Televisions can't really be turned off.
Ronald McDonald's passed out at Wal-Mart.
Pale pervasive light tasers the new croft.
A cell phone clock keeps ticking by your heart.
Fighting after death prolongs jukebox songs.
Think how a dead chairman administrates.
Dancing supermen right musical wrongs.
Rare men survive without carbohydrates.
Colin Farrell can never be wholesome.
I wish Aphrodite had more to say.
Left behind part of a Tom Waits album.
But Brawlers beat the Bawlers anyway.
Common love letters charge for healthcare.
Next time, Ray Stantz, just think of angry air.
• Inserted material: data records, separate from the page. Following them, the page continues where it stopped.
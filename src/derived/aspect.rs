//! Aspect: the compass direction a slope faces (its downhill direction).

use serde::{Deserialize, Serialize};

use crate::derived::slope::{surface_gradient, GradientKernel};
use crate::derived::{map_like, PostProcess};
use crate::heightfield::HeightField;

/// Gradients below this (metres per metre) count as flat.
const FLAT_GRADIENT: f32 = 1e-6;

/// How the azimuth is written into [0,1].
#[derive(Clone, Copy, Debug, Default, PartialEq, Eq, Serialize, Deserialize)]
pub enum AspectEncoding {
    /// Azimuth clockwise from north, 0..360 degrees mapped to 0..1. Flat is 0.
    #[default]
    Degrees,
    /// 1 = faces north, 0 = faces south, 0.5 = east, west or flat.
    NorthSouth,
    /// 1 = faces east, 0 = faces west, 0.5 = north, south or flat.
    EastWest,
    /// Eight compass classes N, NE, ... NW mapped to 0, 1/7, ... 1. Flat is 0.
    Octant,
}

#[derive(Clone, Copy, Debug, Default, PartialEq, Serialize, Deserialize)]
#[serde(default)]
pub struct AspectParams {
    pub encoding: AspectEncoding,
    pub kernel: GradientKernel,
    pub post: PostProcess,
}

/// Azimuth of steepest descent in degrees clockwise from north, or `None`
/// where the surface is flat.
pub fn azimuth(field: &HeightField, x: usize, z: usize, kernel: GradientKernel) -> Option<f32> {
    let (gx, gz) = surface_gradient(field, x, z, kernel);
    if gx.hypot(gz) < FLAT_GRADIENT {
        return None;
    }
    // Downhill is (-gx east, -gz south); north component is +gz.
    let deg = (-gx).atan2(gz).to_degrees();
    Some(if deg < 0.0 { deg + 360.0 } else { deg })
}

fn encode(azimuth: Option<f32>, encoding: AspectEncoding) -> f32 {
    match (encoding, azimuth) {
        (AspectEncoding::Degrees, None) | (AspectEncoding::Octant, None) => 0.0,
        (AspectEncoding::NorthSouth, None) | (AspectEncoding::EastWest, None) => 0.5,
        (AspectEncoding::Degrees, Some(a)) => a / 360.0,
        (AspectEncoding::NorthSouth, Some(a)) => a.to_radians().cos() * 0.5 + 0.5,
        (AspectEncoding::EastWest, Some(a)) => a.to_radians().sin() * 0.5 + 0.5,
        (AspectEncoding::Octant, Some(a)) => {
            let class = ((a / 45.0).round() as usize) % 8;
            class as f32 / 7.0
        }
    }
}

pub fn aspect_map(field: &HeightField, params: &AspectParams) -> HeightField {
    let mut out = map_like(field, |x, z| {
        encode(azimuth(field, x, z, params.kernel), params.encoding)
    });
    params.post.apply(&mut out);
    out
}

#[cfg(test)]
mod tests {
    use super::*;

    const EPS: f32 = 1e-4;

    /// Surface that drops toward the given compass direction.
    fn facing(east: f32, north: f32) -> HeightField {
        // North is -z, so height grows southward when the slope faces north.
        HeightField::from_fn(9, 9, |x, z| {
            0.5 - 0.02 * (east * x as f32 - north * z as f32)
        })
    }

    fn center(params: AspectParams, field: &HeightField) -> f32 {
        aspect_map(field, &params).get(4, 4)
    }

    #[test]
    fn test_cardinal_azimuths() {
        let params = AspectParams::default();
        assert!((center(params, &facing(0.0, 1.0)) - 0.0).abs() < EPS);
        assert!((center(params, &facing(1.0, 0.0)) - 0.25).abs() < EPS);
        assert!((center(params, &facing(0.0, -1.0)) - 0.5).abs() < EPS);
        assert!((center(params, &facing(-1.0, 0.0)) - 0.75).abs() < EPS);
    }

    #[test]
    fn test_north_south_and_east_west() {
        let ns = AspectParams {
            encoding: AspectEncoding::NorthSouth,
            ..Default::default()
        };
        let ew = AspectParams {
            encoding: AspectEncoding::EastWest,
            ..Default::default()
        };
        assert!((center(ns, &facing(0.0, 1.0)) - 1.0).abs() < EPS);
        assert!(center(ns, &facing(0.0, -1.0)).abs() < EPS);
        assert!((center(ew, &facing(1.0, 0.0)) - 1.0).abs() < EPS);
        assert!(center(ew, &facing(-1.0, 0.0)).abs() < EPS);
    }

    #[test]
    fn test_octant_classes() {
        let params = AspectParams {
            encoding: AspectEncoding::Octant,
            ..Default::default()
        };
        assert!((center(params, &facing(1.0, 1.0)) - 1.0 / 7.0).abs() < EPS);
        assert!((center(params, &facing(-1.0, 1.0)) - 1.0).abs() < EPS);
    }

    #[test]
    fn test_flat_encodings() {
        let flat = HeightField::new_with(5, 5, 0.3);
        assert_eq!(center(AspectParams::default(), &flat), 0.0);
        let ns = AspectParams {
            encoding: AspectEncoding::NorthSouth,
            ..Default::default()
        };
        assert_eq!(aspect_map(&flat, &ns).get(2, 2), 0.5);
    }
}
Guess who just got another hospital bill? It's only 22 dollars this time, but damn. This seems to be a monthly thing. It's like alimony.
Didn't get much sleep so I don't know how articulate I can be about The Imaginarium of Doctor Parnassus, which I saw last night. But it's a very good movie.
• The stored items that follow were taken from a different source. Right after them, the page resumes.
//! Maps derived from a height field: slope, aspect, curvature, flow
//! accumulation, and normals.
//!
//! Every extractor is a pure function of the input field. Grid X runs east
//! and grid Z runs south, so row 0 is the northern edge, matching how the
//! field looks when exported as an image.

pub mod aspect;
pub mod curvature;
pub mod flow;
pub mod normal;
pub mod slope;

pub use aspect::{aspect_map, AspectEncoding, AspectParams};
pub use curvature::{curvature_map, CurvatureKind, CurvatureParams};
pub use flow::{flow_map, FlowParams, FlowResult};
pub use normal::{normal_map, NormalMap, NormalParams, NormalSpace};
pub use slope::{slope_map, surface_gradient, GradientKernel, SlopeParams};

use serde::{Deserialize, Serialize};

use crate::heightfield::HeightField;

/// Post-processing shared by all extractors, applied in field order.
#[derive(Clone, Copy, Debug, Default, PartialEq, Eq, Serialize, Deserialize)]
#[serde(default)]
pub struct PostProcess {
    pub flip: bool,
    pub invert: bool,
    pub normalise: bool,
}

impl PostProcess {
    pub fn apply(&self, field: &mut HeightField) {
        if self.flip {
            field.flip();
        }
        if self.invert {
            field.invert();
        }
        if self.normalise {
            field.normalise();
        }
    }
}

/// Build an output map with the same size and scale as `source`.
pub(crate) fn map_like(source: &HeightField, f: impl FnMut(usize, usize) -> f32) -> HeightField {
    HeightField::from_fn(source.width(), source.depth(), f).with_scale(source.scale())
}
It's probably Gilliam's most Pythonesque post-Python film, much of the Imaginarium cgi sequences coming off as modern versions of his Monty Python animations. The substitution of Johnny Depp, Jude Law, and Colin Farrell for Heath Ledger's character, Tony, in the Imaginarium worked surprisingly well, as Ledger, with his deeper voice, smaller eyes, and lined face seems earthlier than the looks of the other three actors. Gilliam mentioned at his Comic-Con appearance (my videos of which you can see here) that Tony was a character Ledger specifically requested to play, and placed next to his Joker performance, we can see Ledger was interested in playing morally corrupt yet not simplistically evil characters. Themes of imminent death and mortality pervade Imaginarium, and Ledger's first appearance in the film is hanging unconscious from a noose under a bridge, so I think one might feel a little bit more sympathy for Tony than one might otherwise, had Ledger not died during filming, but he's definitely the most intriguing character in the film, along with Tom Waits' Devil.
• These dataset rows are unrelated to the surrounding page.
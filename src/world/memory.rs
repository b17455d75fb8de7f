//! Live terrain held in process memory.

use crate::error::{Result, TerrainError};
use crate::heightfield::HeightField;
use crate::scale::WorldScale;
use crate::world::{LiveTerrain, TileCoord};

#[derive(Clone, Debug)]
pub struct MemoryTerrain {
    coord: TileCoord,
    field: HeightField,
    writes: usize,
}

impl MemoryTerrain {
    pub fn new(coord: TileCoord, field: HeightField) -> Self {
        Self {
            coord,
            field,
            writes: 0,
        }
    }

    pub fn field(&self) -> &HeightField {
        &self.field
    }

    /// Number of successful `write_heights` calls.
    pub fn write_count(&self) -> usize {
        self.writes
    }
}

impl LiveTerrain for MemoryTerrain {
    fn coord(&self) -> TileCoord {
        self.coord
    }

    fn resolution(&self) -> (usize, usize) {
        self.field.dimensions()
    }

    fn world_scale(&self) -> WorldScale {
        self.field.scale()
    }

    fn read_heights(&self) -> Result<HeightField> {
        Ok(self.field.clone())
    }

    fn write_heights(&mut self, field: &HeightField) -> Result<()> {
        if field.dimensions() != self.field.dimensions() {
            return Err(TerrainError::SizeMismatch {
                expected: self.field.dimensions(),
                actual: field.dimensions(),
            });
        }
        self.field = field.clone().with_scale(self.field.scale());
        self.writes += 1;
        Ok(())
    }
}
I loved that the conflict between Parnassus and the Devil wasn't exactly a battle of Good versus Evil but apparently a battle between imagination and stagnation. The Devil himself doesn't seem particularly interested in winning, and it's evident he and Parnassus enjoy playing off each other. I think one of the reasons some critics and audiences find the movie confusing is that it fundamentally rejects a conventional moral dichotomy. Imaginarium's morals shouldn't be strange to anyone familiar with Gilliam's work, though, as once again he's promoting imagination as humanity's best quality. There's a melancholy about modern society's increasing rejection of imagination, partly inspired, as Gilliam said at Comic-Con, by audience rejection of Tideland.
If I have any complaint about The Imaginarium of Doctor Parnassus it's that I wish it'd had more Lily Cole. I think her character could've used a little more development, but I'd be surprised if she didn't get a lot more work after this. Gilliam films her brilliantly, and I found myself marvelling that such a beautiful and strange face exists on a real human being.